Декстр засмеялся – ехидно, зло.

– Да уж. Союзника из Децебала трудновато сделать. Он почему-то посчитал себя сильнее Рима.

– Он полагал, что может стать сильнее Рима, – уточнил Адриан. – Децебал – умный правитель. Но он ошибся, надеясь, что у него есть время набраться сил.

– И все же мне не нравится этот пролом в стене. Неведомо, что может оттуда вылезти.

– Если Рим объединит большинство стран под своей властью, отпадет в итоге нужда в войне… – проговорил Адриан, прикрыв глаза. – Мы будем оборонять рубежи, единая страна насладится процветанием.

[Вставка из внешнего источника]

//! Values handed to and returned by bindings.

use std::{collections::HashMap, fmt, sync::Arc};

use async_graphql_value::{ConstValue, Name};
use futures_util::{future::BoxFuture, FutureExt};
use indexmap::IndexMap;

use crate::{resolvers::ResolverInput, ResolverError, ResolverResult};

/// Response key every map-backed object may use to name its concrete type.
pub const TYPENAME_KEY: &str = "__typename";

/// What a binding produces for a field.
#[derive(Clone, Default)]
pub enum FieldValue {
    #[default]
    Null,
    /// Plain data: leaves, or JSON-like objects and lists resolved through map lookups.
    Value(ConstValue),
    List(Vec<FieldValue>),
    Object(Arc<dyn Object>),
}

impl FieldValue {
    pub fn object(object: impl Object + 'static) -> Self {
        FieldValue::Object(Arc::new(object))
    }

    pub fn list(items: impl IntoIterator<Item = impl Into<FieldValue>>) -> Self {
        FieldValue::List(items.into_iter().map(Into::into).collect())
    }

    pub fn is_null(&self) -> bool {
        matches!(self, FieldValue::Null | FieldValue::Value(ConstValue::Null))
    }

    pub fn as_object(&self) -> Option<&Arc<dyn Object>> {
        match self {
            FieldValue::Object(object) => Some(object),
            _ => None,
        }
    }

    pub fn as_value(&self) -> Option<&ConstValue> {
        match self {
            FieldValue::Value(value) => Some(value),
            _ => None,
        }
    }

    pub(crate) fn describe(&self) -> String {
        match self {
            FieldValue::Null => "null".into(),
            FieldValue::Value(value) => crate::scalars::describe(value),
            FieldValue::List(_) => "a list".into(),
            FieldValue::Object(object) => format!("an object of type {}", object.type_name()),
        }
    }
}

impl fmt::Debug for FieldValue {
    fn fmt(&self, f: &mut fmt::Formatter<'_>) -> fmt::Result {
        match self {
            FieldValue::Null => f.write_str("Null"),
            FieldValue::Value(value) => f.debug_tuple("Value").field(value).finish(),
            FieldValue::List(items) => f.debug_tuple("List").field(items).finish(),
            FieldValue::Object(object) => write!(f, "Object({})", object.type_name()),
        }
    }
}

impl From<ConstValue> for FieldValue {
    fn from(value: ConstValue) -> Self {
        FieldValue::Value(value)
    }
}

impl From<serde_json::Value> for FieldValue {
    fn from(value: serde_json::Value) -> Self {
        ConstValue::from_json(value).map_or(FieldValue::Null, FieldValue::Value)
    }
}

impl<T: Object + 'static> From<Arc<T>> for FieldValue {
    fn from(object: Arc<T>) -> Self {
        FieldValue::Object(object)
    }
}

impl<T: Into<FieldValue>> From<Option<T>> for FieldValue {
    fn from(value: Option<T>) -> Self {
        value.map_or(FieldValue::Null, Into::into)
    }
}

impl<T: Into<FieldValue>> From<Vec<T>> for FieldValue {
    fn from(items: Vec<T>) -> Self {
        FieldValue::list(items)
    }
}

macro_rules! impl_from_scalar {
    ($($ty:ty),*) => {
        $(
            impl From<$ty> for FieldValue {
                fn from(value: $ty) -> Self {
                    FieldValue::Value(ConstValue::from(value))
                }
            }
        )*
    };
}

impl_from_scalar!(i32, i64, u32, u64, f64, bool, String, &str);

/// A live implementation value.
///
/// `type_name` is the capability tag used to pick the sub-plan of interface and union fields,
/// the engine never inspects the value any other way.
pub trait Object: Send + Sync {
    /// Concrete schema object type of this value.
    fn type_name(&self) -> &str;

    /// Reads a stored attribute, `None` if this value has no such attribute.
    fn attribute(&self, name: &str) -> Option<FieldValue>;

    /// Invokes a method member.
    fn call(&self, method: &str, input: ResolverInput) -> BoxFuture<'static, ResolverResult<FieldValue>> {
        let error = ResolverError::new(format!("{} has no method {method}", self.type_name()));
        drop(input);
        Box::pin(async move { Err(error) })
    }
}

type Method = Arc<dyn Fn(ResolverInput) -> BoxFuture<'static, ResolverResult<FieldValue>> + Send + Sync>;

/// An object assembled at runtime from attributes and method closures.
#[derive(Clone)]
pub struct DynamicObject {
    type_name: String,
    attributes: IndexMap<String, FieldValue>,
    methods: HashMap<String, Method>,
}

impl DynamicObject {
    pub fn new(type_name: impl Into<String>) -> Self {
        DynamicObject {
            type_name: type_name.into(),
            attributes: IndexMap::new(),
            methods: HashMap::new(),
        }
    }

    #[must_use]
    pub fn with_attribute(mut self, name: impl Into<String>, value: impl Into<FieldValue>) -> Self {
        self.attributes.insert(name.into(), value.into());
        self
    }

    #[must_use]
    pub fn with_method<F, Fut>(mut self, name: impl Into<String>, method: F) -> Self
    where
        F: Fn(ResolverInput) -> Fut + Send + Sync + 'static,
        Fut: std::future::Future<Output = ResolverResult<FieldValue>> + Send + 'static,
    {
        self.methods
            .insert(name.into(), Arc::new(move |input| method(input).boxed()));
        self
    }

    pub fn into_value(self) -> FieldValue {
        FieldValue::object(self)
    }
}

impl fmt::Debug for DynamicObject {
    fn fmt(&self, f: &mut fmt::Formatter<'_>) -> fmt::Result {
        f.debug_struct("DynamicObject")
            .field("type_name", &self.type_name)
            .field("attributes", &self.attributes)
            .field("methods", &self.methods.keys().collect::<Vec<_>>())
            .finish()
    }
}

impl Object for DynamicObject {
    fn type_name(&self) -> &str {
        &self.type_name
    }

    fn attribute(&self, name: &str) -> Option<FieldValue> {
        self.attributes.get(name).cloned()
    }

    fn call(&self, method: &str, input: ResolverInput) -> BoxFuture<'static, ResolverResult<FieldValue>> {
        match self.methods.get(method) {
            Some(method) => method(input),
            None => {
                let error = ResolverError::new(format!("{} has no method {method}", self.type_name));
                Box::pin(async move { Err(error) })
            }
        }
    }
}

/// A JSON-like object whose fields are looked up by name.
#[derive(Debug, Clone)]
pub struct MapObject {
    type_name: String,
    fields: IndexMap<Name, ConstValue>,
}

impl MapObject {
    pub fn new(type_name: impl Into<String>, fields: IndexMap<Name, ConstValue>) -> Self {
        MapObject {
            type_name: type_name.into(),
            fields,
        }
    }

    /// Uses the `__typename` entry as the concrete type, falling back to `default_type`.
    pub fn from_map(fields: IndexMap<Name, ConstValue>, default_type: Option<&str>) -> Option<Self> {
        let type_name = match fields.get(TYPENAME_KEY) {
            Some(ConstValue::String(name)) => name.clone(),
            _ => default_type?.to_string(),
        };
        Some(MapObject { type_name, fields })
    }

    pub fn fields(&self) -> &IndexMap<Name, ConstValue> {
        &self.fields
    }
}

impl Object for MapObject {
    fn type_name(&self) -> &str {
        &self.type_name
    }

    /// Missing keys read as null.
    fn attribute(&self, name: &str) -> Option<FieldValue> {
        Some(self.fields.get(name).cloned().map_or(FieldValue::Null, FieldValue::Value))
    }
}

– Ой ли… – ему в тон отозвался Декстр. – Где же ты видел такую богатую и большую семью, чтобы в ней всегда царили мир и согласие? Строгий отец правит домом, все сидят тихо, но вот кто-то из рабов, или сыновей, или дочерей подсыпает ему яд… Старик умирает, сыновья дерутся за наследство, дочери натравливают зятьев, внуки тоже на что-то претендуют. Как тебе такая картина, Адриан? Кто поручится, что не наступит вновь год четырех императоров? Кто поручится, что даки и геты станут римлянами, иудеи перестанут враждовать друг с другом и с нами, сенаторы и военачальники – мечтать о власти, наместники провинций забудут воровать и творить произвол… И так далее, так далее, так далее…

– Я попробую этот мир исправить, – очень тихо сказал Адриан.

– Насколько?

– На сколько хватит моей жизни.

– Тогда богам придется даровать тебе бессмертие.

Где-то в белом мареве пара грезились Адриану удивительные картины.

О чем грезил Декстр, никто не мог догадаться. Этот человек для всех оставался тайной. И всегда в нем таилась скрытая угроза. С какой целью Траян посылал в Рим Декстра, Адриан мог только догадываться. И догадывался он далеко не обо всем. Что Декстр занят расширением полномочий службы фрументариев – это было Адриану известно, как и то, что этот центурион знает обо всех практически все.

Римляне не держали специальной разведки, но мысль создать особую службу Траяну нравилась, постоянно поддерживалась и подогревалась Адрианом и потихоньку воплощалась в жизнь. Однако ничего путного на ходу пока не удавалось сделать. И вместо разветвленной сети обученных агентов имелось несколько отрядов, которых за глаза называли «быками Декстра». Обычная армейская конная разведка состояла из летучих отрядов, которые могли разве что на расстоянии дневного перехода оказаться впереди основной колонны, чтобы выяснить – нет ли впереди засады. «Быки Декстра» углублялись в дакийские земли, отыскивали перевалы в горах, тайные вьючные тропы, искали вражеские дороги и крепости в долинах.

Но дельных «быков» было очень мало.

 

Глава III

Проб

Февраль 855 года [104] от основания Рима. Сирмий

На другой день Адриан захотел испытать первую собранную машину.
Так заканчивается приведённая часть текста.